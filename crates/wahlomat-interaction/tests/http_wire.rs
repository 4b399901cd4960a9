use std::net::SocketAddr;
use std::sync::{Arc, Mutex};
use std::time::Duration;

use serde_json::{Value, json};
use tokio::io::{AsyncReadExt, AsyncWriteExt};
use tokio::net::{TcpListener, TcpStream};
use tokio::time::timeout;
use tokio_util::sync::CancellationToken;
use wahlomat_core::assistant::{AssistantClient, AssistantRequest};
use wahlomat_core::credential::Credential;
use wahlomat_core::error::WahlError;
use wahlomat_interaction::{HttpAssistantsApi, OpenAIAssistantClient};

const TEST_TIMEOUT: Duration = Duration::from_secs(10);

/// One request as seen by the fake service.
#[derive(Debug, Clone)]
struct RecordedRequest {
    method: String,
    target: String,
    authorization: Option<String>,
    beta: Option<String>,
    body: String,
}

impl RecordedRequest {
    fn line(&self) -> String {
        format!("{} {}", self.method, self.target)
    }

    fn json_body(&self) -> Value {
        serde_json::from_str(&self.body).expect("request body should be JSON")
    }
}

type Responder = dyn Fn(&RecordedRequest, usize) -> (u16, String) + Send + Sync;

/// Minimal HTTP/1.1 service on a local port. Every connection carries one request
/// and is closed after the response.
struct FakeService {
    address: SocketAddr,
    requests: Arc<Mutex<Vec<RecordedRequest>>>,
    handle: tokio::task::JoinHandle<()>,
}

impl FakeService {
    async fn start(responder: Arc<Responder>) -> Self {
        let listener = TcpListener::bind("127.0.0.1:0")
            .await
            .expect("bind fake service listener");
        let address = listener.local_addr().expect("fake service local addr");
        let requests = Arc::new(Mutex::new(Vec::new()));

        let recorded = requests.clone();
        let handle = tokio::spawn(async move {
            while let Ok((stream, _)) = listener.accept().await {
                let recorded = recorded.clone();
                let responder = responder.clone();
                tokio::spawn(async move {
                    serve_one(stream, recorded, responder).await;
                });
            }
        });

        Self {
            address,
            requests,
            handle,
        }
    }

    fn base_url(&self) -> String {
        format!("http://{}/v1", self.address)
    }

    fn requests(&self) -> Vec<RecordedRequest> {
        self.requests.lock().expect("requests lock").clone()
    }
}

impl Drop for FakeService {
    fn drop(&mut self) {
        self.handle.abort();
    }
}

async fn serve_one(
    mut stream: TcpStream,
    recorded: Arc<Mutex<Vec<RecordedRequest>>>,
    responder: Arc<Responder>,
) {
    let mut buffer = Vec::new();
    let mut chunk = [0u8; 4096];

    let header_end = loop {
        let read = match stream.read(&mut chunk).await {
            Ok(0) | Err(_) => return,
            Ok(read) => read,
        };
        buffer.extend_from_slice(&chunk[..read]);
        if let Some(pos) = buffer.windows(4).position(|w| w == b"\r\n\r\n") {
            break pos + 4;
        }
    };

    let head = String::from_utf8_lossy(&buffer[..header_end]).to_string();
    let mut lines = head.split("\r\n");
    let request_line = lines.next().unwrap_or_default();
    let mut parts = request_line.split_whitespace();
    let method = parts.next().unwrap_or_default().to_string();
    let target = parts.next().unwrap_or_default().to_string();

    let mut content_length = 0usize;
    let mut authorization = None;
    let mut beta = None;
    for line in lines {
        let Some((name, value)) = line.split_once(':') else {
            continue;
        };
        let value = value.trim().to_string();
        match name.trim().to_ascii_lowercase().as_str() {
            "content-length" => content_length = value.parse().unwrap_or(0),
            "authorization" => authorization = Some(value),
            "openai-beta" => beta = Some(value),
            _ => {}
        }
    }

    while buffer.len() < header_end + content_length {
        match stream.read(&mut chunk).await {
            Ok(0) | Err(_) => break,
            Ok(read) => buffer.extend_from_slice(&chunk[..read]),
        }
    }
    let body_end = (header_end + content_length).min(buffer.len());
    let body = String::from_utf8_lossy(&buffer[header_end..body_end]).to_string();

    let request = RecordedRequest {
        method,
        target,
        authorization,
        beta,
        body,
    };

    let seen = {
        let mut recorded = recorded.lock().expect("requests lock");
        let seen = recorded
            .iter()
            .filter(|r| r.line() == request.line())
            .count();
        recorded.push(request.clone());
        seen
    };

    let (status, payload) = responder(&request, seen);
    let response = format!(
        "HTTP/1.1 {status} Fake\r\ncontent-type: application/json\r\ncontent-length: {}\r\nconnection: close\r\n\r\n{payload}",
        payload.len()
    );
    let _ = stream.write_all(response.as_bytes()).await;
    let _ = stream.shutdown().await;
}

/// Answers like the Assistants service for a run that is polled twice.
fn assistants_responder() -> Arc<Responder> {
    Arc::new(|request: &RecordedRequest, seen: usize| {
        let payload = match (request.method.as_str(), request.target.as_str()) {
            ("POST", "/v1/threads") => json!({ "id": "thread_1", "object": "thread" }),
            ("POST", "/v1/threads/thread_1/messages") => {
                json!({ "id": "msg_1", "object": "thread.message" })
            }
            ("POST", "/v1/threads/thread_1/runs") => {
                json!({ "id": "run_1", "object": "thread.run", "status": "queued" })
            }
            ("GET", "/v1/threads/thread_1/runs/run_1") => {
                let status = if seen == 0 { "in_progress" } else { "completed" };
                json!({ "id": "run_1", "object": "thread.run", "status": status })
            }
            ("GET", "/v1/threads/thread_1/messages?order=desc&limit=20") => json!({
                "object": "list",
                "data": [
                    {
                        "id": "msg_2",
                        "role": "assistant",
                        "content": [
                            { "type": "text", "text": { "value": "Climate is important", "annotations": [] } }
                        ]
                    },
                    {
                        "id": "msg_1",
                        "role": "user",
                        "content": [
                            { "type": "text", "text": { "value": "Climate policy?", "annotations": [] } }
                        ]
                    }
                ]
            }),
            ("DELETE", "/v1/threads/thread_1") => {
                json!({ "id": "thread_1", "object": "thread.deleted", "deleted": true })
            }
            _ => {
                return (
                    404,
                    json!({ "error": { "message": format!("no route for {}", request.line()) } })
                        .to_string(),
                );
            }
        };
        (200, payload.to_string())
    })
}

fn client_for(service: &FakeService) -> OpenAIAssistantClient {
    OpenAIAssistantClient::new(Arc::new(HttpAssistantsApi::new(service.base_url())))
        .with_poll_interval(Duration::from_millis(10))
        .with_run_timeout(Duration::from_secs(5))
}

#[tokio::test]
async fn test_full_request_sequence_on_the_wire() {
    let service = FakeService::start(assistants_responder()).await;
    let client = client_for(&service);
    let credential = Credential::new("sk-test").unwrap();
    let request = AssistantRequest {
        credential: &credential,
        assistant_id: "asst_main",
        message: "Climate policy?",
    };

    let reply = timeout(TEST_TIMEOUT, client.ask(request, &CancellationToken::new()))
        .await
        .expect("request should finish");

    assert_eq!(reply, Ok("Climate is important".to_string()));

    let requests = service.requests();
    let lines: Vec<String> = requests.iter().map(RecordedRequest::line).collect();
    assert_eq!(
        lines,
        vec![
            "POST /v1/threads",
            "POST /v1/threads/thread_1/messages",
            "POST /v1/threads/thread_1/runs",
            "GET /v1/threads/thread_1/runs/run_1",
            "GET /v1/threads/thread_1/runs/run_1",
            "GET /v1/threads/thread_1/messages?order=desc&limit=20",
            "DELETE /v1/threads/thread_1",
        ]
    );

    for request in &requests {
        assert_eq!(
            request.authorization.as_deref(),
            Some("Bearer sk-test"),
            "{}",
            request.line()
        );
        assert_eq!(request.beta.as_deref(), Some("assistants=v2"), "{}", request.line());
    }

    assert_eq!(
        requests[1].json_body(),
        json!({ "role": "user", "content": "Climate policy?" })
    );
    assert_eq!(requests[2].json_body(), json!({ "assistant_id": "asst_main" }));
}

#[tokio::test]
async fn test_error_envelope_becomes_remote_call_with_status() {
    let responder: Arc<Responder> = Arc::new(|_: &RecordedRequest, _: usize| {
        let payload = json!({
            "error": {
                "message": "Incorrect API key provided: sk-wrong.",
                "type": "invalid_request_error",
                "code": "invalid_api_key"
            }
        });
        (401, payload.to_string())
    });
    let service = FakeService::start(responder).await;
    let client = client_for(&service);
    let credential = Credential::new("sk-wrong").unwrap();
    let request = AssistantRequest {
        credential: &credential,
        assistant_id: "asst_main",
        message: "Climate policy?",
    };

    let err = timeout(TEST_TIMEOUT, client.ask(request, &CancellationToken::new()))
        .await
        .expect("request should finish")
        .unwrap_err();

    assert!(err.is_unauthorized());
    assert_eq!(
        err,
        WahlError::remote_status(401, "Incorrect API key provided: sk-wrong.")
    );
    // Nothing was created, so nothing is released
    let lines: Vec<String> = service.requests().iter().map(RecordedRequest::line).collect();
    assert_eq!(lines, vec!["POST /v1/threads"]);
}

• [What you have to do] Lines, not occurrences, are what count: report how many lines of the records above include the word "policy", and nothing else.

• [Solution below] 4